In 1956, when he was 30 and working as a press agent for a summer theater in Camden, Maine, Mr. Atlee began what became more or less a behind-the-scenes gig, even for a press agent accustomed to operating backstage.

“One day driving to the theater I saw a kennel,” he told The New York Times in 1970. “I stopped, and when I left I owned a smooth dachshund.”

He started to show dogs in 1962. Four years later, Ch. Celloyd Virginia Woolf, a dachshund he had gotten as a birthday present, was a top winner. He later donated a bronze sculpture of her to the American Kennel Club Museum of the Dog.

“I named her for the hit show ‘Who’s Afraid of Virginia Woolf?,’ which I was handling,” Mr. Atlee told The Times. “The play ran for 18 months and my little dachshund was constantly in the headlines, for she was doing her big winning.”

Mr. Atlee and Mr. Albee had been associated since Mr. Albee’s early days at the Cherry Lane Theater in Greenwich Village. When the producers Richard Barr and Clinton Wilder gave Mr. Atlee a copy of “Virginia Woolf,” which, even when trimmed, would run for a loquacious three hours, they declared, “Here it is, if you can get through it.”

“Atlee read it through at one sitting and immediately telephoned Barr and Wilder and told them they were going to win a Tony Award for the play,” Mel Gussow wrote in “Edward Albee: A Singular Journey” (1999).

“‘I was just so sure about it,’ said Atlee,” Mr. Gussow continued. “‘It was so dynamic on the page.’” (As Mr. Atlee predicted, “Who’s Afraid of Virginia Woolf?” won the Tony Award for best play.)

Howard Atlee Heinlen was born on May 14, 1926, in Bucyrus, in northern Ohio. His father, Howard E. Heinlen, was at various times a cabdriver, a firefighter and a real estate agent. His mother, Blanche (Neumann) Heinlen, managed the household.

Howard graduated from high school in 1944 and then attended the Ohio State University. He was drafted and joined the Navy during World War II and, after serving, enrolled in Emerson College in Boston, where he earned a degree in theater in 1950.

In New York, where he became known professionally as Howard Atlee, he briefly worked as an actor and theater manager before becoming a publicist for a range of productions, from Off Off Broadway to Broadway, including the 1969 revival of “The Front Page” (1969), “Bette Midler’s Clams on the Half Shell Revue” (1975), the Neil Simon-Marvin Hamlisch-Carole Bayer Sager musical “They’re Playing Our Song” (1979) and “Children of a Lesser God” (1980).

He was also a press agent for the Theater of the Absurd and the Women’s Interart Center.

Mr. Atlee began breeding dachshunds in his Manhattan penthouse; he later bought in upstate Stone Ridge, N.Y., where he also kept two Salukis he imported from Sweden; two whippets, one from England and the other from Puerto Rico; three golden retrievers; two bassets; and one bloodhound.

He founded the Knickerbocker Dachshund Club and served as a judge at many competitions, including five times at the Westminster Kennel Club Dog Show.
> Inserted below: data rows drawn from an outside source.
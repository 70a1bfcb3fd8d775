use crate::{
    api::{attendance, dashboard, employee, logs},
    auth::{
        handlers,
        middleware::{admin_guard, auth_middleware},
    },
    config::Config,
};
use actix_governor::{
    Governor, GovernorConfigBuilder, PeerIpKeyExtractor, governor::middleware::NoOpMiddleware,
};
use actix_web::{middleware::from_fn, web};
use std::sync::Arc;

pub fn configure(cfg: &mut web::ServiceConfig, config: Config) {
    // Helper to build per-route limiter
    fn build_limiter(requests_per_min: u32) -> Governor<PeerIpKeyExtractor, NoOpMiddleware> {
        let per_ms = if requests_per_min == 0 {
            1
        } else {
            60_000 / requests_per_min as u64
        };
        let cfg = GovernorConfigBuilder::default()
            .per_millisecond(per_ms)
            .burst_size(requests_per_min)
            .key_extractor(PeerIpKeyExtractor)
            .finish()
            .unwrap();
        Governor::new(&cfg)
    }

    let login_limiter = Arc::new(build_limiter(config.rate_login_per_min));
    let protected_limiter = Arc::new(build_limiter(config.rate_protected_per_min));

    // Public + session routes
    cfg.service(
        web::scope("/auth")
            .service(
                web::resource("/login")
                    .wrap(login_limiter.clone())
                    .route(web::post().to(handlers::login)),
            )
            .service(
                web::scope("")
                    .wrap(from_fn(auth_middleware))
                    .service(web::resource("/logout").route(web::post().to(handlers::logout)))
                    .service(web::resource("/verify").route(web::get().to(handlers::verify)))
                    .service(web::resource("/me").route(web::get().to(handlers::me))),
            ),
    );

    // Protected routes
    cfg.service(
        web::scope(&config.api_prefix)
            .wrap(from_fn(auth_middleware)) // authentication
            .wrap(protected_limiter) // rate limiting
            .service(
                web::scope("/employee")
                    .service(
                        web::resource("/check-in").route(web::post().to(attendance::check_in)),
                    )
                    .service(
                        web::resource("/lunch-out").route(web::post().to(attendance::lunch_out)),
                    )
                    .service(
                        web::resource("/lunch-in").route(web::post().to(attendance::lunch_in)),
                    )
                    .service(
                        web::resource("/check-out").route(web::post().to(attendance::check_out)),
                    )
                    .service(
                        web::resource("/today-status")
                            .route(web::get().to(attendance::today_status)),
                    )
                    .service(
                        web::resource("/my-attendance")
                            .route(web::get().to(attendance::my_attendance)),
                    )
                    .service(web::resource("/my-stats").route(web::get().to(attendance::my_stats)))
                    .service(web::resource("/my-logs").route(web::get().to(logs::my_logs))),
            )
            .service(
                web::scope("/admin")
                    .wrap(from_fn(admin_guard))
                    .service(
                        web::scope("/employees")
                            .service(
                                web::resource("")
                                    .route(web::get().to(employee::list_employees))
                                    .route(web::post().to(employee::create_employee)),
                            )
                            .service(
                                web::resource("/{id}")
                                    .route(web::get().to(employee::get_employee))
                                    .route(web::put().to(employee::update_employee))
                                    .route(web::delete().to(employee::delete_employee)),
                            ),
                    )
                    .service(
                        web::scope("/attendance")
                            .service(
                                web::resource("")
                                    .route(web::post().to(attendance::mark_attendance)),
                            )
                            .service(
                                web::resource("/bulk").route(web::post().to(attendance::bulk_mark)),
                            )
                            .service(
                                web::resource("/report").route(web::get().to(attendance::report)),
                            )
                            .service(
                                web::resource("/date/{date}")
                                    .route(web::get().to(attendance::by_date)),
                            )
                            .service(
                                web::resource("/employee/{id}")
                                    .route(web::get().to(attendance::by_employee)),
                            ),
                    )
                    .service(
                        web::resource("/dashboard/stats").route(web::get().to(dashboard::stats)),
                    )
                    .service(
                        web::scope("/logs")
                            .service(web::resource("").route(web::get().to(logs::list_logs)))
                            .service(
                                web::resource("/login/{employee_id}")
                                    .route(web::get().to(logs::login_logs)),
                            )
                            .service(
                                web::resource("/attendance/{date}")
                                    .route(web::get().to(logs::attendance_logs)),
                            ),
                    ),
            ),
    );
}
He retired as a press representative in the 1990s and returned to acting, appearing onstage in “Dancing at Lughnasa” and other plays and in bit parts on television series like “Law & Order: Criminal Intent.”
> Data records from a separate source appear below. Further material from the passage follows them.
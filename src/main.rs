use actix_web::middleware::NormalizePath;
use actix_web::web::Data;
use actix_web::{App, HttpServer, Responder, get};
use dotenvy::dotenv;

mod api;
mod auth;
mod bootstrap;
mod config;
mod db;
mod docs;
mod model;
mod models;
mod routes;
mod utils;

use config::Config;
use db::init_db;

use crate::docs::ApiDoc;
use crate::utils::email_cache;
use crate::utils::email_filter;
use tracing::{info, warn};
use tracing_appender::rolling;
use utoipa::OpenApi;
use utoipa_swagger_ui::SwaggerUi;

#[get("/")]
async fn index() -> impl Responder {
    "Attendance Tracker"
}

#[actix_web::main]
async fn main() -> std::io::Result<()> {
    dotenv().ok();

    let config = Config::from_env();

    // Rolling daily log
    let file_appender = rolling::daily("logs", "app.log");
    let (non_blocking, _guard) = tracing_appender::non_blocking(file_appender);

    tracing_subscriber::fmt()
        .with_writer(non_blocking)
        .with_max_level(tracing::Level::DEBUG)
        .with_ansi(false)
        .with_target(false)
        .with_level(true)
        .with_thread_ids(false)
        .with_thread_names(false)
        .pretty()
        .init();

    info!("Server starting...");

    let pool = init_db(&config.database_url).await;

    if let Err(e) = bootstrap::seed_admin(&pool, &config).await {
        warn!(error = %e, "Bootstrap admin seeding failed");
    }

    let pool_for_filter_warmup = pool.clone();
    let pool_for_cache_warmup = pool.clone();
    let server_addr = config.server_addr.clone();
    let config_data = config.clone();

    actix_web::rt::spawn(async move {
        if let Err(e) = email_filter::warmup_email_filter(&pool_for_filter_warmup, 100).await {
            eprintln!("Failed to warmup email filter: {:?}", e);
        }
    });

    actix_web::rt::spawn(async move {
        // Warm up employees touched in the last 30 days, in batches of 250
        if let Err(e) = email_cache::warmup_email_cache(&pool_for_cache_warmup, 30, 250).await {
            eprintln!("Failed to warmup email cache: {:?}", e);
        }
    });

    HttpServer::new(move || {
        App::new()
            .wrap(actix_web::middleware::Logger::default())
            .wrap(NormalizePath::trim())
            .service(
                SwaggerUi::new("/swagger-ui/{_:.*}") // wildcard {_:.*} to match JS/CSS files
                    .url("/api-doc/openapi.json", ApiDoc::openapi()),
            )
            .app_data(Data::new(pool.clone()))
            .app_data(Data::new(config.clone()))
            .service(index)
            .configure(|cfg| routes::configure(cfg, config_data.clone()))
    })
    .bind(server_addr)?
    .run()
    .await
}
He met Barbara Anne Schumacher, an Amoco Oil Company marketing executive, at a competition where she was showing her Salukis; they married in 1977. She died in 2013, after the couple had moved to Maryland, her home state. His closest survivors are nieces and nephews. Six siblings died before him.
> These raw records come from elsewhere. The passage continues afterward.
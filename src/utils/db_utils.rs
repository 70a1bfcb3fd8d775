use actix_web::error::ErrorBadRequest;
use chrono::{NaiveDate, NaiveDateTime};
use serde_json::Value;
use sqlx::MySqlPool;

/// SQL bindable value enum
#[derive(Debug, PartialEq)]
pub enum SqlValue {
    String(String),
    I64(i64),
    F64(f64),
    Bool(bool),
    Date(NaiveDate),
    DateTime(NaiveDateTime),
    Null,
}

/// SQL update container
#[derive(Debug)]
pub struct SqlUpdate {
    pub sql: String,
    pub values: Vec<SqlValue>,
}

/// Builds a dynamic UPDATE from a partial JSON payload. Only columns in
/// `allowed` may appear; an unknown key is a validation error naming the
/// field, never a silent skip.
pub fn build_update_sql(
    table: &str,
    payload: &Value,
    allowed: &[&str],
    id_column: &str,
    id_value: i64,
) -> Result<SqlUpdate, actix_web::Error> {
    let obj = payload
        .as_object()
        .ok_or_else(|| ErrorBadRequest("Payload must be a JSON object"))?;

    if obj.is_empty() {
        return Err(ErrorBadRequest("No fields provided for update"));
    }

    for key in obj.keys() {
        if !allowed.contains(&key.as_str()) {
            return Err(ErrorBadRequest(format!("Unknown field: {}", key)));
        }
    }

    let set_clause = obj
        .keys()
        .map(|k| format!("{} = ?", k))
        .collect::<Vec<_>>()
        .join(", ");

    let sql = format!("UPDATE {} SET {} WHERE {} = ?", table, set_clause, id_column);

    let mut values = Vec::with_capacity(obj.len() + 1);

    // Convert JSON values → SqlValue
    for value in obj.values() {
        match value {
            Value::String(s) => {
                if let Ok(d) = NaiveDate::parse_from_str(s, "%Y-%m-%d") {
                    values.push(SqlValue::Date(d));
                } else if let Ok(dt) = NaiveDateTime::parse_from_str(s, "%Y-%m-%dT%H:%M:%S") {
                    values.push(SqlValue::DateTime(dt));
                } else {
                    values.push(SqlValue::String(s.clone()));
                }
            }
            Value::Number(n) => {
                if let Some(i) = n.as_i64() {
                    values.push(SqlValue::I64(i));
                } else if let Some(f) = n.as_f64() {
                    values.push(SqlValue::F64(f));
                }
            }
            Value::Bool(b) => values.push(SqlValue::Bool(*b)),
            Value::Null => values.push(SqlValue::Null),
            _ => return Err(ErrorBadRequest("Unsupported JSON value type")),
        }
    }

    // WHERE id = ?
    values.push(SqlValue::I64(id_value));

    Ok(SqlUpdate { sql, values })
}

/// Execute the update
pub async fn execute_update(pool: &MySqlPool, update: SqlUpdate) -> Result<u64, sqlx::Error> {
    let mut query = sqlx::query(&update.sql);

    for value in update.values {
        query = match value {
            SqlValue::String(v) => query.bind(v),
            SqlValue::I64(v) => query.bind(v),
            SqlValue::F64(v) => query.bind(v),
            SqlValue::Bool(v) => query.bind(v),
            SqlValue::Date(v) => query.bind(v),
            SqlValue::DateTime(v) => query.bind(v),
            SqlValue::Null => query.bind(None::<String>),
        };
    }

    let result = query.execute(pool).await?;
    Ok(result.rows_affected())
}

#[cfg(test)]
mod tests {
    use super::*;
    use serde_json::json;

    const ALLOWED: &[&str] = &["name", "email", "is_active"];

    #[test]
    fn builds_set_clause_and_bindings() {
        let payload = json!({ "name": "Jane", "is_active": false });
        let update = build_update_sql("employees", &payload, ALLOWED, "id", 7).unwrap();

        assert_eq!(
            update.sql,
            "UPDATE employees SET is_active = ?, name = ? WHERE id = ?"
        );
        assert_eq!(
            update.values,
            vec![
                SqlValue::Bool(false),
                SqlValue::String("Jane".to_string()),
                SqlValue::I64(7),
            ]
        );
    }

    #[test]
    fn rejects_unknown_column() {
        let payload = json!({ "password": "sneaky" });
        assert!(build_update_sql("employees", &payload, ALLOWED, "id", 7).is_err());
    }

    #[test]
    fn rejects_empty_payload() {
        let payload = json!({});
        assert!(build_update_sql("employees", &payload, ALLOWED, "id", 7).is_err());
    }

    #[test]
    fn rejects_non_object_payload() {
        let payload = json!(["name"]);
        assert!(build_update_sql("employees", &payload, ALLOWED, "id", 7).is_err());
    }

    #[test]
    fn date_strings_bind_as_dates() {
        let payload = json!({ "name": "2024-01-10" });
        let update = build_update_sql("employees", &payload, ALLOWED, "id", 1).unwrap();
        assert!(matches!(update.values[0], SqlValue::Date(_)));
    }
}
For several years, Mr. Atlee lived in Laurel, Md., with the family of Mr. Singh, who was a taxi driver when he befriended Mr. Atlee and now makes custom shirts.

For Mr. Atlee, breeding dogs and competing in shows was a serious pursuit. But as an occasional actor, he rarely took himself too seriously.

He was often credited with suggesting what became a Westminster Kennel Club tradition: feting the winner at Sardi’s, the landmark theater district restaurant, where he or she is served, seated at a table, with paws resting on a white tablecloth.

Mr. Atlee was also the president of the Dog Fanciers Club of New York, whose regular meetings included one at which a talent scout advised owners on how to get their pets into show business. But, he explained to The Times in 1993, the members of his club did not engage in the sort of envious rivalry that some dog owners display.

“That only happens at dog shows,” he said.